At the outset, Divan urged that the draft Cauvery scheme should not be finalised as the process of government formation was on and the state has a right to put forth its suggestions like Tamil Nadu and others to the scheme. “I am not making an unreasonable request. This (scheme) is going to deal with Cauvery water distribution for next 15 years. I do not have assistance and instruction from the council of Ministers,” the senior lawyer said.
“There is always a government. The Constitution does not contemplate a vacuum. If it goes to July then Tamil Nadu will not be getting water in June,” the counsel for Tamil Nadu replied.
At the fag end of the hearing, the court rejected Kerala’s submission that it would be getting four per cent of Cauvery water and will have to pay 15 per cent for maintenance and other expenses.

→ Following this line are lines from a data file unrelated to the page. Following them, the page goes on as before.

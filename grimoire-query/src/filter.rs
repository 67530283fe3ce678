//! Condition tree used for WHERE, HAVING and JOIN clauses.
//!
//! Filters are inert values. Rendering them for a particular database is the
//! job of the execution engine.

use chrono::{DateTime, SecondsFormat, Utc};
use serde::{Deserialize, Serialize};

/// A value that can be compared against, bound, or stored in a change.
#[derive(Debug, Clone, PartialEq, Serialize, Deserialize)]
#[serde(untagged)]
pub enum FilterValue {
    /// Null value.
    Null,
    /// Boolean value.
    Bool(bool),
    /// Integer value.
    Int(i64),
    /// Float value.
    Float(f64),
    /// String value.
    String(String),
    /// JSON value.
    Json(serde_json::Value),
    /// List of values.
    List(Vec<FilterValue>),
}

impl FilterValue {
    /// Check if this is a null value.
    pub fn is_null(&self) -> bool {
        matches!(self, Self::Null)
    }

    /// Get the integer payload, if any.
    pub fn as_i64(&self) -> Option<i64> {
        match self {
            Self::Int(v) => Some(*v),
            _ => None,
        }
    }

    /// Get the string payload, if any.
    pub fn as_str(&self) -> Option<&str> {
        match self {
            Self::String(v) => Some(v),
            _ => None,
        }
    }

    /// Get the list payload, if any.
    pub fn as_list(&self) -> Option<&[FilterValue]> {
        match self {
            Self::List(v) => Some(v),
            _ => None,
        }
    }
}

impl From<bool> for FilterValue {
    fn from(v: bool) -> Self {
        Self::Bool(v)
    }
}

impl From<i32> for FilterValue {
    fn from(v: i32) -> Self {
        Self::Int(v as i64)
    }
}

impl From<i64> for FilterValue {
    fn from(v: i64) -> Self {
        Self::Int(v)
    }
}

impl From<u32> for FilterValue {
    fn from(v: u32) -> Self {
        Self::Int(v as i64)
    }
}

impl From<f64> for FilterValue {
    fn from(v: f64) -> Self {
        Self::Float(v)
    }
}

impl From<String> for FilterValue {
    fn from(v: String) -> Self {
        Self::String(v)
    }
}

impl From<&str> for FilterValue {
    fn from(v: &str) -> Self {
        Self::String(v.to_string())
    }
}

impl From<serde_json::Value> for FilterValue {
    fn from(v: serde_json::Value) -> Self {
        Self::Json(v)
    }
}

/// Timestamps travel as RFC 3339 strings in UTC.
impl From<DateTime<Utc>> for FilterValue {
    fn from(v: DateTime<Utc>) -> Self {
        Self::String(v.to_rfc3339_opts(SecondsFormat::AutoSi, true))
    }
}

impl<T: Into<FilterValue>> From<Vec<T>> for FilterValue {
    fn from(v: Vec<T>) -> Self {
        Self::List(v.into_iter().map(Into::into).collect())
    }
}

impl<T: Into<FilterValue>> From<Option<T>> for FilterValue {
    fn from(v: Option<T>) -> Self {
        match v {
            Some(v) => v.into(),
            None => Self::Null,
        }
    }
}

/// A condition tree.
#[derive(Debug, Clone, PartialEq, Default)]
pub enum Filter {
    /// No filter (always true).
    #[default]
    None,

    /// Equals comparison.
    Equals(String, FilterValue),
    /// Not equals comparison.
    NotEquals(String, FilterValue),

    /// Less than comparison.
    Lt(String, FilterValue),
    /// Less than or equal comparison.
    Lte(String, FilterValue),
    /// Greater than comparison.
    Gt(String, FilterValue),
    /// Greater than or equal comparison.
    Gte(String, FilterValue),

    /// In a list of values.
    In(String, Vec<FilterValue>),
    /// Not in a list of values.
    NotIn(String, Vec<FilterValue>),

    /// Contains (LIKE %value%).
    Contains(String, FilterValue),
    /// Starts with (LIKE value%).
    StartsWith(String, FilterValue),
    /// Ends with (LIKE %value).
    EndsWith(String, FilterValue),

    /// Is null check.
    IsNull(String),
    /// Is not null check.
    IsNotNull(String),

    /// Column-to-column equality, both sides are identifiers.
    ColumnEquals(String, String),

    /// Logical AND of multiple filters.
    And(Vec<Filter>),
    /// Logical OR of multiple filters.
    Or(Vec<Filter>),
    /// Logical NOT of a filter.
    Not(Box<Filter>),
}

impl Filter {
    /// Create an empty filter (matches everything).
    pub fn none() -> Self {
        Self::None
    }

    /// Check if this filter is empty.
    pub fn is_none(&self) -> bool {
        matches!(self, Self::None)
    }

    /// `column = value`.
    pub fn eq(column: impl Into<String>, value: impl Into<FilterValue>) -> Self {
        Self::Equals(column.into(), value.into())
    }

    /// `column IN (values...)`.
    pub fn in_list(
        column: impl Into<String>,
        values: impl IntoIterator<Item = impl Into<FilterValue>>,
    ) -> Self {
        Self::In(column.into(), values.into_iter().map(Into::into).collect())
    }

    /// `left = right` where both sides are column identifiers.
    pub fn column_eq(left: impl Into<String>, right: impl Into<String>) -> Self {
        Self::ColumnEquals(left.into(), right.into())
    }

    /// Create an AND filter.
    pub fn and(filters: impl IntoIterator<Item = Filter>) -> Self {
        let mut filters: Vec<_> = filters.into_iter().filter(|f| !f.is_none()).collect();
        match filters.len() {
            0 => Self::None,
            1 => filters.swap_remove(0),
            _ => Self::And(filters),
        }
    }

    /// Create an OR filter.
    pub fn or(filters: impl IntoIterator<Item = Filter>) -> Self {
        let mut filters: Vec<_> = filters.into_iter().filter(|f| !f.is_none()).collect();
        match filters.len() {
            0 => Self::None,
            1 => filters.swap_remove(0),
            _ => Self::Or(filters),
        }
    }

    /// Create a NOT filter.
    #[allow(clippy::should_implement_trait)]
    pub fn not(filter: Filter) -> Self {
        if filter.is_none() {
            return Self::None;
        }
        Self::Not(Box::new(filter))
    }

    /// Combine with another filter using AND.
    pub fn and_then(self, other: Filter) -> Self {
        if self.is_none() {
            return other;
        }
        if other.is_none() {
            return self;
        }
        match self {
            Self::And(mut filters) => {
                filters.push(other);
                Self::And(filters)
            }
            _ => Self::And(vec![self, other]),
        }
    }

    /// Combine with another filter using OR.
    pub fn or_else(self, other: Filter) -> Self {
        if self.is_none() {
            return other;
        }
        if other.is_none() {
            return self;
        }
        match self {
            Self::Or(mut filters) => {
                filters.push(other);
                Self::Or(filters)
            }
            _ => Self::Or(vec![self, other]),
        }
    }
}
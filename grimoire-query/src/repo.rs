//! Repository facade binding descriptors to an engine.
//!
//! Every engine failure surfaces as a translated [`QueryError`]; writes pass
//! their change log along so registered constraints can claim violations.
//!
//! ```rust,ignore
//! let repo = Repo::new(engine);
//!
//! let user: User = repo.one(repo.from("users").find(1)).await?;
//! repo.preload_all(&mut posts, "author").await?;
//!
//! repo.transaction(TransactionConfig::new(), |tx| async move {
//!     let query = tx.from("accounts").find(1).lock();
//!     let account: Account = tx.one(query.clone()).await?;
//!     tx.update(query, &Changes::build([Change::dec_by("balance", 10)])).await?;
//!     Ok(account)
//! })
//! .await?;
//! ```

use std::future::Future;

use chrono::{SubsecRound, Utc};
use tracing::{debug, warn};

use crate::changes::Changes;
use crate::error::{QueryError, QueryResult, translate_result};
use crate::filter::FilterValue;
use crate::query::Query;
use crate::relations::RelationLoader;
use crate::row::FromRow;
use crate::traits::{Entity, Model, QueryEngine};
use crate::transaction::{Transaction, TransactionConfig};
use crate::types::AggregateMode;

const CREATED_AT: &str = "created_at";
const UPDATED_AT: &str = "updated_at";

/// Merge a write: changeset values, then declared timestamps, then the query's
/// pending writes.
fn prepare(query: &Query, changes: &Changes, stamps: &[&str]) -> Changes {
    let mut merged = changes.clone();
    let now = Utc::now().round_subsecs(0);
    for field in stamps {
        if changes.declares_timestamp(field) {
            merged.set_value(*field, now);
        }
    }
    for (field, value) in &query.changes {
        merged.set_value(field.clone(), value.clone());
    }
    merged
}

/// Runs query descriptors against an engine.
#[derive(Debug, Clone)]
pub struct Repo<E: QueryEngine> {
    engine: E,
    in_transaction: bool,
}

impl<E: QueryEngine + Clone> Repo<E> {
    /// Create a repo over `engine`.
    pub fn new(engine: E) -> Self {
        Self {
            engine,
            in_transaction: false,
        }
    }

    /// Get the engine.
    pub fn engine(&self) -> &E {
        &self.engine
    }

    /// Whether this repo runs inside a transaction.
    pub fn in_transaction(&self) -> bool {
        self.in_transaction
    }

    /// Start a descriptor for `collection`.
    ///
    /// Descriptors from a transaction's repo honor [`Query::lock`].
    pub fn from(&self, collection: impl Into<String>) -> Query {
        Query::new(collection).within_transaction(self.in_transaction)
    }

    /// Fetch and decode every matching row.
    pub async fn all<T: FromRow>(&self, query: Query) -> QueryResult<Vec<T>> {
        let rows = translate_result(self.engine.all(query).await, None)?;
        let records = rows.iter().map(T::from_row).collect::<Result<Vec<_>, _>>()?;
        Ok(records)
    }

    /// Fetch the first matching record.
    pub async fn one<T: FromRow>(&self, query: Query) -> QueryResult<T> {
        let collection = query.collection.clone();
        let rows = translate_result(self.engine.all(query.limit(1)).await, None)?;
        match rows.first() {
            Some(row) => Ok(T::from_row(row)?),
            None => Err(QueryError::not_found(collection)),
        }
    }

    /// Run an aggregate over `field`.
    pub async fn aggregate(
        &self,
        query: Query,
        mode: AggregateMode,
        field: impl Into<String>,
    ) -> QueryResult<FilterValue> {
        translate_result(
            self.engine.aggregate(query.aggregate(mode, field)).await,
            None,
        )
    }

    /// Count matching rows.
    pub async fn count(&self, query: Query) -> QueryResult<u64> {
        let value = self.aggregate(query, AggregateMode::Count, "*").await?;
        value
            .as_i64()
            .and_then(|n| u64::try_from(n).ok())
            .ok_or_else(|| QueryError::deserialization(format!("count returned {:?}", value)))
    }

    /// Insert a record, returning its primary key.
    ///
    /// Declared `created_at` / `updated_at` timestamps are stamped and the
    /// query's own pending writes win. A query with pending writes inserts
    /// them alone when `changes` is empty; with nothing to write at all, the
    /// engine is not called and the key is null.
    pub async fn insert(&self, query: Query, changes: &Changes) -> QueryResult<FilterValue> {
        let merged = prepare(&query, changes, &[CREATED_AT, UPDATED_AT]);
        if merged.is_empty() {
            debug!(collection = %query.collection, "nothing to insert");
            return Ok(FilterValue::Null);
        }
        translate_result(self.engine.insert(query, &merged).await, Some(&merged))
    }

    /// Insert several records at once, returning their primary keys.
    ///
    /// Each log is prepared as for [`insert`](Self::insert); the column list
    /// is the union of their fields in first-seen order.
    pub async fn insert_all(&self, query: Query, changes: &[Changes]) -> QueryResult<Vec<FilterValue>> {
        if changes.is_empty() {
            return Ok(Vec::new());
        }

        let records: Vec<Changes> = changes
            .iter()
            .map(|c| prepare(&query, c, &[CREATED_AT, UPDATED_AT]))
            .collect();

        let mut fields: Vec<String> = Vec::new();
        for field in records.iter().flat_map(Changes::fields) {
            if !fields.iter().any(|f| f == field) {
                fields.push(field.to_string());
            }
        }

        let constraints = records.iter().find(|c| c.constraints().is_some());
        translate_result(
            self.engine.insert_all(query, &fields, &records).await,
            constraints,
        )
    }

    /// Update matching rows with `changes`.
    ///
    /// A declared `updated_at` timestamp is stamped and the query's own
    /// pending writes win. With nothing to write, the engine is not called.
    pub async fn update(&self, query: Query, changes: &Changes) -> QueryResult<u64> {
        let merged = prepare(&query, changes, &[UPDATED_AT]);
        if merged.is_empty() {
            debug!(collection = %query.collection, "nothing to update");
            return Ok(0);
        }
        translate_result(self.engine.update(query, &merged).await, Some(&merged))
    }

    /// Delete matching rows.
    pub async fn delete(&self, query: Query) -> QueryResult<u64> {
        translate_result(self.engine.delete(query).await, None)
    }

    /// Preload `path` on one record.
    pub async fn preload<T: Model>(&self, record: &mut T, path: &str) -> QueryResult<()> {
        RelationLoader::new(&self.engine).preload(record, path).await
    }

    /// Preload `path` on every record of a slice.
    pub async fn preload_all<T: Model>(&self, records: &mut [T], path: &str) -> QueryResult<()> {
        RelationLoader::new(&self.engine)
            .preload_all(records, path)
            .await
    }

    /// Preload `path` on a list of records of one type.
    pub async fn preload_dyn(&self, records: Vec<&mut dyn Entity>, path: &str) -> QueryResult<()> {
        RelationLoader::new(&self.engine)
            .preload_dyn(records, path)
            .await
    }

    /// Run `f` inside a transaction.
    ///
    /// Commits when `f` returns `Ok` and rolls back otherwise. Inside an
    /// existing transaction, `f` joins it.
    pub async fn transaction<F, Fut, T>(&self, config: TransactionConfig, f: F) -> QueryResult<T>
    where
        F: FnOnce(Repo<E>) -> Fut,
        Fut: Future<Output = QueryResult<T>>,
    {
        if self.in_transaction {
            debug!("joining open transaction");
            return f(self.clone()).await;
        }

        let tx = Transaction::begin(&self.engine, config).await?;
        let repo = Repo {
            engine: self.engine.clone(),
            in_transaction: true,
        };

        match f(repo).await {
            Ok(value) => {
                tx.commit().await?;
                Ok(value)
            }
            Err(err) => {
                if let Err(rollback) = tx.rollback().await {
                    warn!(error = %rollback, "rollback failed");
                }
                Err(err)
            }
        }
    }
}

Earlier, the Centre had submitted the draft Cauvery management scheme in the court for its approval. The apex court, in its verdict delivered on February 16, had asked the Centre to frame the Cauvery management scheme, which also included creating the Cauvery Managament Board, within six weeks for release of water from Karnataka to Tamil Nadu, Kerala and Puducherry.
The Scheme, once finalised, would deal with the issue of water share of the four states in different circumstances like normal and deficient water years in the Cauvery river basin.
The top court had modified the Cauvery Water Disputes Tribunal (CWDT) award of 2007 and made it clear that it will not be extending time for this on any ground. It had raised the 270 tmcft share of Cauvery water for Karnataka by 14.75 tmcft and reduced Tamil Nadu’s share, while compensating it by allowing extraction of 10 tmcft groundwater from the river basin, saying the issue of drinking water has to be placed on a “higher pedestal”.